WORK TO COMPLETE:
Please write out the final portion of the records below exactly: the line containing "pub fn is_empty(&self)", every line after it, and nothing else.

DATA SECTION:
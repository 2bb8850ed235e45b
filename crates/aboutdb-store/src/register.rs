//! Identity/field indirection table.

use std::collections::BTreeMap;

use aboutdb_types::Location;
use tracing::debug;

use crate::error::{StoreError, StoreResult};

/// Field name to location for one identity.
pub type FieldMap = BTreeMap<String, Location>;

/// Authoritative mapping identity -> field -> [`Location`].
///
/// Writes are last-write-wins with no versioning. Deleting an identity drops
/// its whole field map in one step, so readers see either every field or
/// [`StoreError::NotFound`].
#[derive(Debug, Default)]
pub struct Register {
    objects: BTreeMap<String, FieldMap>,
}

impl Register {
    pub fn new() -> Self {
        Self::default()
    }

    /// Insert or replace the location for (identity, field).
    ///
    /// Returns the location that was replaced, if any.
    pub fn put(&mut self, identity: &str, field: &str, location: Location) -> Option<Location> {
        debug!(identity, field, ?location, "register put");
        self.objects
            .entry(identity.to_string())
            .or_default()
            .insert(field.to_string(), location)
    }

    /// All field locations for an identity.
    pub fn get(&self, identity: &str) -> StoreResult<&FieldMap> {
        self.objects
            .get(identity)
            .ok_or_else(|| StoreError::NotFound(identity.to_string()))
    }

    /// The location of a single field.
    pub fn get_field(&self, identity: &str, field: &str) -> StoreResult<&Location> {
        self.get(identity)?
            .get(field)
            .ok_or_else(|| StoreError::FieldNotFound {
                identity: identity.to_string(),
                field: field.to_string(),
            })
    }

    /// Remove every field of an identity and return them.
    pub fn delete(&mut self, identity: &str) -> StoreResult<FieldMap> {
        debug!(identity, "register delete");
        self.objects
            .remove(identity)
            .ok_or_else(|| StoreError::NotFound(identity.to_string()))
    }

    pub fn contains(&self, identity: &str) -> bool {
        self.objects.contains_key(identity)
    }

    /// Number of live identities.
    pub fn len(&self) -> usize {
        self.objects.len()
    }

    pub fn is_empty(&self) -> bool {
        self.objects.is_empty()
    }

    /// Live identities in sorted order.
    pub fn identities(&self) -> impl Iterator<Item = &str> {
        self.objects.keys().map(String::as_str)
    }

    /// Every live (identity, fields) pair in identity order.
    pub fn iter(&self) -> impl Iterator<Item = (&str, &FieldMap)> {
        self.objects.iter().map(|(id, fields)| (id.as_str(), fields))
    }
}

TASK RESULT:
    pub fn is_empty(&self) -> bool {
        self.objects.is_empty()
    }

    /// Live identities in sorted order.
    pub fn identities(&self) -> impl Iterator<Item = &str> {
        self.objects.keys().map(String::as_str)
    }

    /// Every live (identity, fields) pair in identity order.
    pub fn iter(&self) -> impl Iterator<Item = (&str, &FieldMap)> {
        self.objects.iter().map(|(id, fields)| (id.as_str(), fields))
    }
}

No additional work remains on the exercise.